The first thing you’ll notice when reading the blurbs for Last to Leave the Room is that every reader seems to think it’s a different genre. Isaac Fellman says it “reads like Shirley Jackson writing an episode of Severance.” Apparently, this is a technothriller sci-fi speculative gothic horror novel, which I can’t say I’ve ever seen applied to the same book before—I guess that’s why the publisher’s description calls it “genre-busting.” While I was initially skeptical, I soon realized this really is a book that has one foot in technothriller and one in gothic, which makes it a unique reading experience, one I wasn’t sure how I felt about for most of the book.
The premise of Last to Leave the Room is that Tamsin Rivers realizes that her basement is sinking—or, technically, it’s stretching. Everything looks the same, but its depth increases every day. Then, a door appears in the basement, and soon, her doppelgänger emerges from it. This is a sufficiently weird and thought-provoking description that it caught my attention, but it wasn’t done in the way I expected.
First off, Tamsin is a cut-throat corporate scientist working on some advanced communications technology, and most of the beginning of the book is spent filling us in on that. When she realizes that the entire city is sinking—and it may be because of her experiments—she knows that her basement is sinking faster than everywhere else, and it must be the key to figuring out why it’s happening. I love spatial horror stories like House of Leaves, but that ended up not really applying here. Tamsin approaches this strangeness with a rigorous scientific mind, lighting every inch of the basement and taking careful measurements and samples. The changes are strange, but they’re not unsettling—until her doppelgänger appears, of course.

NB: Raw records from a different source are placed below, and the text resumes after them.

use rand::rngs::StdRng;
use rand::SeedableRng;

use crate::config::Config;
use crate::input::Keypad;
use crate::memory::Memory;
use crate::registers::Registers;
use crate::screen::Screen;
use crate::stack::Stack;
use crate::timers::Timers;

/// Everything an instruction can read or mutate
///
/// ## CPU
/// - `registers` V0..VF, I and the program counter
/// - `stack` return addresses of the subroutines currently being executed
/// - `timers` the delay and sound timers
///
/// ## Memory
/// - 4096 bytes of addressable memory with the font and the loaded program
/// - a 64x32 screen
///
/// ## Input
/// - the held keys and the key pressed during the current cycle
///
/// Every machine owns its own `State`; nothing is shared between instances.
#[derive(Clone)]
pub struct State {
    pub registers: Registers,
    pub memory: Memory,
    pub stack: Stack,
    pub timers: Timers,
    pub screen: Screen,
    pub keypad: Keypad,
    pub rng: StdRng,
}

impl State {
    pub fn new(config: &Config) -> Self {
        let rng = match config.seed {
            Some(seed) => StdRng::seed_from_u64(seed),
            None => StdRng::from_entropy(),
        };
        State {
            registers: Registers::new(),
            memory: Memory::new(),
            stack: Stack::new(config.stack_depth),
            timers: Timers::new(config.timer),
            screen: Screen::new(),
            keypad: Keypad::new(),
            rng,
        }
    }
}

Even then, this doesn’t necessarily feel like a horror novel. Her double is kind and obeys her unquestioningly, at least at first. It’s a confusing, dangerous situation for Tamsin, and she doesn’t treat her double very kindly, but the beginning of the book is mostly this tension between the inexplicable events happening to Tamsin and her scientific mindset. But then, it becomes obvious that her double seems to just be a better version of Tamsin: more put together. Better at cooking. More social. Soon, she’s slowly and gently beginning to take over her life.
As you’d expect from a gothic, the tension and foreboding gradually builds. Tamsin begins to have memory lapses more and more frequently—that’s one of the most unsettling things in horror to me—and she struggles to do anything other than obsessively study the door and basement, which raises her employers’ suspicions.
I have to include a content warning for one gruesome section involving someone’s eye. NO THANK YOU. There’s not a lot of gore in this book, but that was enough, for sure.
As for the sapphic content, there’s a reference to Tamsin being attracted to women early on in the story, and there is a queer relationship later, though I wouldn’t call it a romance. I loved Starling’s The Luminous Dead, and like in that novel, Last to Leave the Room has a compelling but not healthy queer relationship, but it’s not nearly as big a part of this story as it was in that one.
This wasn’t what I expected, and through most of the book, I wasn’t completely sold on it, but the last third took a turn that grabbed my attention. It’s an interesting exploration of identity, and I’m glad I stuck with it. Still, I wish this was a novella instead: I’d like to have had it start with the door opening, instead of with Tamsin in a business meeting, for instance.
This isn’t a new favourite, but I read it for a book club, and I can’t wait for the meeting: there are so many great jumping off points for discussion.